My inner voice said, “go anyway.”

The controlling part of me, who hates being late for anything, hesitated…the inner voice answered, “Go anyway, even if you are late! And go now!”

I started the car and drove, drove, drove!

Inner voice said: “No speeding, come on, you’re going to yoga…be blissful.

I pulled into the parking lot of the Whole Foods Market where there is a free public yoga class. I asked the first store employee I encountered, “Where…?”

Noticing my mat over my shoulder, he answered before I could finish: “Where is the yoga class? I’ll take you there. We keep moving the class location because more people keep coming. It was in the front but now it’s in the back.”

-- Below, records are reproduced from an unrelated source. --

//! Button symbols. The callback data of every calculator button parses into exactly one [`Symbol`].

use std::fmt;
use std::str::FromStr;

use thiserror::Error;

/// The four arithmetic operators on the keyboard.
#[derive(Debug, Clone, Copy, PartialEq, Eq, Hash)]
pub enum Operator {
    Plus,
    Minus,
    Multiply,
    Divide,
}

impl Operator {
    pub const ALL: [Operator; 4] = [
        Operator::Plus,
        Operator::Minus,
        Operator::Multiply,
        Operator::Divide,
    ];

    pub fn as_char(self) -> char {
        match self {
            Operator::Plus => '+',
            Operator::Minus => '-',
            Operator::Multiply => '*',
            Operator::Divide => '/',
        }
    }

    pub fn from_char(c: char) -> Option<Self> {
        match c {
            '+' => Some(Operator::Plus),
            '-' => Some(Operator::Minus),
            '*' => Some(Operator::Multiply),
            '/' => Some(Operator::Divide),
            _ => None,
        }
    }

    /// True for `+ - * /`.
    pub fn is_operator(c: char) -> bool {
        Self::from_char(c).is_some()
    }
}

/// A decimal digit, always in `0..=9`.
#[derive(Debug, Clone, Copy, PartialEq, Eq, Hash)]
pub struct Digit(u8);

impl Digit {
    /// `None` for values above 9.
    pub const fn new(value: u8) -> Option<Digit> {
        if value <= 9 {
            Some(Digit(value))
        } else {
            None
        }
    }

    pub fn value(self) -> u8 {
        self.0
    }

    pub fn as_char(self) -> char {
        char::from(b'0' + self.0)
    }
}

/// One calculator button.
#[derive(Debug, Clone, Copy, PartialEq, Eq, Hash)]
pub enum Symbol {
    Digit(Digit),
    Operator(Operator),
    Dot,
    /// `C`
    Clear,
    /// `⌫`
    Backspace,
    /// `=`
    Evaluate,
}

const DIGITS: [&str; 10] = ["0", "1", "2", "3", "4", "5", "6", "7", "8", "9"];

impl Symbol {
    /// Every symbol on the keyboard, digits first.
    pub fn all() -> Vec<Symbol> {
        let mut symbols: Vec<Symbol> = (0..=9).map(|d| Symbol::Digit(Digit(d))).collect();
        symbols.extend(Operator::ALL.into_iter().map(Symbol::Operator));
        symbols.extend([Symbol::Dot, Symbol::Clear, Symbol::Backspace, Symbol::Evaluate]);
        symbols
    }

    /// The digit button for `value`, `None` above 9.
    pub fn digit(value: u8) -> Option<Symbol> {
        Digit::new(value).map(Symbol::Digit)
    }

    /// Button label and callback data; inverse of [`FromStr`].
    pub fn as_str(&self) -> &'static str {
        match self {
            Symbol::Digit(d) => DIGITS[usize::from(d.0)],
            Symbol::Operator(Operator::Plus) => "+",
            Symbol::Operator(Operator::Minus) => "-",
            Symbol::Operator(Operator::Multiply) => "*",
            Symbol::Operator(Operator::Divide) => "/",
            Symbol::Dot => ".",
            Symbol::Clear => "C",
            Symbol::Backspace => "⌫",
            Symbol::Evaluate => "=",
        }
    }

    /// The character appended to the display for digit, operator and dot symbols.
    pub fn input_char(&self) -> Option<char> {
        match self {
            Symbol::Digit(d) => Some(d.as_char()),
            Symbol::Operator(op) => Some(op.as_char()),
            Symbol::Dot => Some('.'),
            Symbol::Clear | Symbol::Backspace | Symbol::Evaluate => None,
        }
    }
}

impl fmt::Display for Symbol {
    fn fmt(&self, f: &mut fmt::Formatter<'_>) -> fmt::Result {
        f.write_str(self.as_str())
    }
}

#[derive(Debug, Clone, PartialEq, Eq, Error)]
#[error("unknown calculator symbol: {0:?}")]
pub struct ParseSymbolError(pub String);

impl FromStr for Symbol {
    type Err = ParseSymbolError;

    fn from_str(s: &str) -> Result<Self, Self::Err> {
        let symbol = match s {
            "C" => Symbol::Clear,
            "⌫" => Symbol::Backspace,
            "=" => Symbol::Evaluate,
            "." => Symbol::Dot,
            _ => {
                let mut chars = s.chars();
                match (chars.next(), chars.next()) {
                    (Some(c), None) if c.is_ascii_digit() => Symbol::Digit(Digit(c as u8 - b'0')),
                    (Some(c), None) => match Operator::from_char(c) {
                        Some(op) => Symbol::Operator(op),
                        None => return Err(ParseSymbolError(s.to_string())),
                    },
                    _ => return Err(ParseSymbolError(s.to_string())),
                }
            }
        };
        Ok(symbol)
    }
}

#[cfg(test)]
mod tests {
    use super::*;

    #[test]
    fn test_every_symbol_parses_from_its_label() {
        for symbol in Symbol::all() {
            assert_eq!(symbol.as_str().parse::<Symbol>(), Ok(symbol));
        }
    }

    #[test]
    fn test_all_has_eighteen_buttons() {
        assert_eq!(Symbol::all().len(), 18);
    }

    #[test]
    fn test_parse_rejects_unknown_data() {
        assert!("".parse::<Symbol>().is_err());
        assert!("12".parse::<Symbol>().is_err());
        assert!("c".parse::<Symbol>().is_err());
        assert!("^".parse::<Symbol>().is_err());
        assert_eq!(
            "x".parse::<Symbol>(),
            Err(ParseSymbolError("x".to_string()))
        );
    }

    #[test]
    fn test_digit_rejects_values_above_nine() {
        assert_eq!(Digit::new(9).map(Digit::value), Some(9));
        assert_eq!(Digit::new(10), None);
        assert_eq!(Symbol::digit(12), None);
        assert_eq!(Symbol::digit(0).unwrap().as_str(), "0");
        assert_eq!(Symbol::digit(9).unwrap().as_str(), "9");
    }

    #[test]
    fn test_input_char() {
        assert_eq!(Symbol::digit(7).unwrap().input_char(), Some('7'));
        assert_eq!(Symbol::Operator(Operator::Divide).input_char(), Some('/'));
        assert_eq!(Symbol::Dot.input_char(), Some('.'));
        assert_eq!(Symbol::Clear.input_char(), None);
    }
}
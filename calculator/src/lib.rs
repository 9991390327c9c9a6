//! # calculator
//!
//! The calculator core: a pure state machine that takes the currently displayed expression and one
//! pressed [`Symbol`] and returns the next display text ([`NextAction`]). Evaluation is delegated to
//! `evalexpr`; the fixed button layout lives in [`keyboard`].
//!
//! ```
//! use calculator::{apply, NextAction, Symbol};
//!
//! let next = apply("1+2", Symbol::Evaluate);
//! assert_eq!(next, NextAction::Replace("3".to_string()));
//! ```

pub mod evaluator;
pub mod keyboard;
mod machine;
mod symbol;

pub use evaluator::{evaluate, format_result, EvalError};
pub use machine::{apply, is_valid_display, NextAction, EMPTY_DISPLAY, ERROR_DISPLAY};
pub use symbol::{Digit, Operator, ParseSymbolError, Symbol};
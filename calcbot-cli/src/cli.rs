//! CLI parser and config loading.

use anyhow::Result;
use calcbot_telegram::TelegramConfig;
use clap::{Parser, Subcommand};

#[derive(Parser, Debug)]
#[command(name = "calcbot")]
#[command(about = "Telegram inline-keyboard calculator bot", long_about = None)]
#[command(version)]
pub struct Cli {
    #[command(subcommand)]
    pub command: Commands,
}

#[derive(Subcommand, Debug, PartialEq, Eq)]
pub enum Commands {
    /// Run the Telegram bot (config from env; token can override BOT_TOKEN).
    Run {
        #[arg(short, long)]
        token: Option<String>,
    },
    /// Evaluate an expression the way the `=` button does and print the display text.
    Eval {
        expression: String,
    },
    /// Replay button presses (e.g. `1 + 2 =`) against a display and print each step.
    Press {
        /// Starting display text.
        #[arg(short, long, default_value = "0")]
        from: String,
        #[arg(required = true, allow_hyphen_values = true)]
        symbols: Vec<String>,
    },
}

/// Load TelegramConfig from environment. If `token` is provided it overrides BOT_TOKEN.
pub fn load_config(token: Option<String>) -> Result<TelegramConfig> {
    TelegramConfig::load(token)
}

We went to the back of the store, past the refrigerated room and into a conference room with a sign that said,  “Quiet Yoga Class.”

Controlling me said: “See, you’re late.”

As it turned out, I wasn’t late.

The room was packed with people sprawled out in various prone positions.

“Three fingers between the mats please, we need to fit more in. Thank you,” said the teacher, whose voice filled the space as everyone shifted themselves closer together.

I located an empty spot on the floor to unroll my mat, turning my attention inwards and beginning to actively listen as the class began.

The flow that morning wasn’t particularly hard, but it felt different. There were many references to community and sharing and working together. We were packed tightly together, which made it impossible to not put a foot on a neighbor’s head or a hand on a neighbor’s arm.


I would later find out that this class wasn’t only about yoga postures and moving through the flow, it was also about being together and working together. Three quarters through the class, we broke off into partner yoga, then small group work. Nothing complex, but rather working together and having fun. We ended in savasana and then sat cross-legged and chanted three OMs to close.

I left feeling energized. The yoga routine had been pretty simple, and it was not a sweaty workout, but more of a group event. I felt energized, not from the flow, but from being part of the group. I felt myself gaining energy from everyone in the room (and there were maybe 60 of us in there). The group energy grew from our act of being together and acknowledging that togetherness.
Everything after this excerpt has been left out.